Before releasing her original tunes, Toronto singer-songwriter Blair Lee was a classically trained pianist and attended audio production school. Her tracks sound about as crisp and clean as you might expect, especially when linking up with a producer like ModMaxx, who some of her city’s biggest artists have looked to as well. With a wispy and graceful vocal touch and some clear inspiration from the 90s – she names The National and Imogen Heap as some of her biggest inspirations – Lee offers a more personal spin on choruses that feel stadium-sized.
What was your first live music experience?
Performing at piano recitals when I was a kid. My first concert was Simple Plan.
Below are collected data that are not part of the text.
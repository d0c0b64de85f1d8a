// Copyright (C) 2025 Jeremy J. Carroll. See LICENSE for details.

//! Infinite, cached source of prime numbers.

/// Cursor over the primes 2, 3, 5, 7, 11, …
///
/// Primes are generated on demand by trial division against the primes
/// already cached, so after `k` calls to [`advance`](PrimeSource::advance)
/// [`current`](PrimeSource::current) is always the (k+1)-th prime.
///
/// # Example
///
/// ```
/// use jet_permutation::primes::PrimeSource;
///
/// let mut source = PrimeSource::new();
/// assert_eq!(source.current(), 2);
/// source.advance();
/// source.advance();
/// assert_eq!(source.current(), 5);
///
/// let next: Vec<u64> = source.take(3).collect();
/// assert_eq!(next, vec![5, 7, 11]);
/// ```
#[derive(Debug, Clone)]
pub struct PrimeSource {
    /// Every prime generated so far, ascending.
    primes: Vec<u64>,
    cursor: usize,
}

impl PrimeSource {
    pub fn new() -> Self {
        Self {
            primes: vec![2],
            cursor: 0,
        }
    }

    /// The prime at the cursor.
    pub fn current(&self) -> u64 {
        self.primes[self.cursor]
    }

    /// Move the cursor to the next prime, generating it if needed.
    pub fn advance(&mut self) {
        self.cursor += 1;
        if self.cursor == self.primes.len() {
            let next = self.next_uncached();
            self.primes.push(next);
        }
    }

    /// Number of primes generated so far.
    pub fn generated(&self) -> usize {
        self.primes.len()
    }

    fn next_uncached(&self) -> u64 {
        let last = self.primes[self.primes.len() - 1];
        let mut candidate = if last == 2 { 3 } else { last + 2 };
        while !self.is_prime(candidate) {
            candidate += 2;
        }
        candidate
    }

    /// Trial division by cached primes; valid for candidates below the square
    /// of the next uncached prime, which always holds for the next candidate.
    fn is_prime(&self, candidate: u64) -> bool {
        self.primes
            .iter()
            .take_while(|&&p| p * p <= candidate)
            .all(|&p| candidate % p != 0)
    }
}

impl Default for PrimeSource {
    fn default() -> Self {
        Self::new()
    }
}

impl Iterator for PrimeSource {
    type Item = u64;

    /// Yield the current prime and advance past it.
    fn next(&mut self) -> Option<u64> {
        let prime = self.current();
        self.advance();
        Some(prime)
    }
}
When did you realize you wanted to be a performer?
When I was younger I wanted to be a singer, probably because of the Lizzy McGuire movie. I was always inspired by beautiful voices and lyrics. A voice can be so powerful and true. As I got older, my dream was to make music of my own and to be able to share it in some way.
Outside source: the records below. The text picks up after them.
// Copyright (C) 2025 Jeremy J. Carroll. See LICENSE for details.

//! PositionSet type for representing sets of item positions as bitsets.
//!
//! Decoding a prime product yields the positions whose primes divide it.
//! Those positions are collected into a PositionSet, where bit i represents
//! position i of the caller's item slice.
//!
//! # Examples
//!
//! ```
//! use jet_permutation::encoding::PositionSet;
//!
//! let mut set = PositionSet::empty();
//! set.insert(2);
//! set.insert(0);
//!
//! assert_eq!(set.len(), 2);
//! assert_eq!(format!("{}", set), "{0,2}");
//!
//! // Positions are always yielded in ascending order
//! let positions: Vec<usize> = set.iter().collect();
//! assert_eq!(positions, vec![0, 2]);
//! ```

use crate::encoding::constants::MAX_ITEMS;
use std::fmt;

/// Bits that can hold a position.
const POSITION_MASK: u64 = (1 << MAX_ITEMS) - 1;

/// A set of item positions represented as a bitset.
///
/// Bit i (counting from LSB) is set if position i is in the set. Only the
/// low `MAX_ITEMS` bits are ever set.
#[derive(Debug, Default, Clone, Copy, PartialEq, Eq, Hash)]
pub struct PositionSet(u64);

impl PositionSet {
    /// Create an empty position set.
    pub const fn empty() -> Self {
        Self(0)
    }

    /// Create a set holding every position in `0..count`.
    ///
    /// # Panics
    ///
    /// Panics if `count > MAX_ITEMS`.
    pub fn first(count: usize) -> Self {
        assert!(count <= MAX_ITEMS, "Position out of range: {}", count);
        Self((1u64 << count) - 1)
    }

    /// Create a position set from a slice of positions.
    pub fn from_positions(positions: &[usize]) -> Self {
        let mut set = Self::empty();
        for &position in positions {
            set.insert(position);
        }
        set
    }

    /// Create a position set from a raw bit value.
    ///
    /// Bits at or above `MAX_ITEMS` are dropped.
    pub const fn from_bits(bits: u64) -> Self {
        Self(bits & POSITION_MASK)
    }

    /// Check if the set contains a position.
    pub fn contains(self, position: usize) -> bool {
        position < MAX_ITEMS && (self.0 >> position) & 1 != 0
    }

    /// Insert a position into the set.
    ///
    /// # Panics
    ///
    /// Panics if `position >= MAX_ITEMS`.
    pub fn insert(&mut self, position: usize) {
        assert!(position < MAX_ITEMS, "Position out of range: {}", position);
        self.0 |= 1 << position;
    }

    /// Remove a position from the set.
    pub fn remove(&mut self, position: usize) {
        if position < MAX_ITEMS {
            self.0 &= !(1 << position);
        }
    }

    /// Number of positions in the set.
    pub fn len(self) -> usize {
        self.0.count_ones() as usize
    }

    pub fn is_empty(self) -> bool {
        self.0 == 0
    }

    pub fn bits(self) -> u64 {
        self.0
    }

    pub fn union(self, other: Self) -> Self {
        Self(self.0 | other.0)
    }

    pub fn intersection(self, other: Self) -> Self {
        Self(self.0 & other.0)
    }

    /// True if the two sets share no position.
    pub fn is_disjoint(self, other: Self) -> bool {
        self.0 & other.0 == 0
    }

    /// Iterate over all positions in the set, in ascending order.
    pub fn iter(self) -> impl Iterator<Item = usize> {
        PositionSetIter {
            bits: self.0,
            index: 0,
        }
    }
}

/// Iterator over positions in a PositionSet.
struct PositionSetIter {
    bits: u64,
    index: usize,
}

impl Iterator for PositionSetIter {
    type Item = usize;

    fn next(&mut self) -> Option<Self::Item> {
        while self.index < MAX_ITEMS {
            let idx = self.index;
            self.index += 1;

            if (self.bits >> idx) & 1 != 0 {
                return Some(idx);
            }
        }
        None
    }
}

impl fmt::Display for PositionSet {
    /// Format a position set as "{0,2,5}".
    fn fmt(&self, f: &mut fmt::Formatter<'_>) -> fmt::Result {
        write!(f, "{{")?;
        for (i, position) in self.iter().enumerate() {
            if i > 0 {
                write!(f, ",")?;
            }
            write!(f, "{}", position)?;
        }
        write!(f, "}}")
    }
}

impl From<&[usize]> for PositionSet {
    fn from(positions: &[usize]) -> Self {
        Self::from_positions(positions)
    }
}

impl FromIterator<usize> for PositionSet {
    fn from_iter<I: IntoIterator<Item = usize>>(iter: I) -> Self {
        let mut set = Self::empty();
        for position in iter {
            set.insert(position);
        }
        set
    }
}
Who are some of your biggest female-identifying inspirations?
Imogen Heap, Phoebe Bridgers, St Vincent, Joni Mitchell, Chantal Kreviazuk — anyone who writes their own words and music.
What are your memories of the Women & Songs compilation series?
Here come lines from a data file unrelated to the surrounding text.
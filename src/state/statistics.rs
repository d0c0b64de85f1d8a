// Copyright (C) 2025 Jeremy J. Carroll. See LICENSE for details.

//! Statistics
//!
//! Statistics are stored in the engine, and are incremented as sessions are
//! started and tables are built or reused.

use strum::EnumCount;
use strum_macros::{EnumCount as EnumCountMacro, EnumIter, IntoStaticStr};

#[derive(Debug, EnumCountMacro, EnumIter, IntoStaticStr, Copy, Clone, PartialEq, Eq)]
#[repr(u8)]
pub enum Counters {
    /// Calls to `init` that started a session.
    Sessions,
    /// Tables built because no table existed for the item count.
    TablesBuilt,
    /// Sessions served by a cached table.
    TablesReused,
    /// Positions that received a new prime.
    PrimesAssigned,
    /// Arrangements visited while building tables.
    ArrangementsVisited,
    /// Splits skipped because their swap was already in the table.
    DuplicateSplits,
}

#[derive(Debug, Default, Clone)]
pub struct Statistics {
    stats: [u64; Counters::COUNT],
}

impl Statistics {
    pub fn new() -> Self {
        Statistics::default()
    }

    /// Increment the specified counter by 1.
    pub(crate) fn increment_counter(&mut self, counter: Counters) {
        self.add(counter, 1);
    }

    pub(crate) fn add(&mut self, counter: Counters, amount: u64) {
        self.stats[counter as usize] += amount;
    }

    /// Get the current value of the specified counter.
    pub fn get(&self, counter: Counters) -> u64 {
        self.stats[counter as usize]
    }
}
// Copyright (C) 2025 Jeremy J. Carroll. See LICENSE for details.

//! Combinatorial enumeration primitives.

pub mod arrangements;

pub use arrangements::Arrangements;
I have very warm memories of listening to them with my mom and sister. We had quite a few of the CDs. My mom always likes the song “Video” by India Arie. She was big on teaching us to be ourselves, and I think that’s the message that spoke to her in that song.
Why did you choose the song you covered for this project?
It was tough to choose because there are so many songs I love on these CDs! But, “Torn” happens to be one that I’d been playing and singing a lot in recent months, so I felt it was the one. I fell in love with the song when I was younger after hearing it on the radio in the car. At that time, I didn’t have the song on a CD yet, so catching it on the radio was precious. My favourite part comes at the end when the electric guitar slides back and forth in a drawn out melody. I interpret the lyrics so differently now that I’m older, but I remember being intrigued by them as a kid.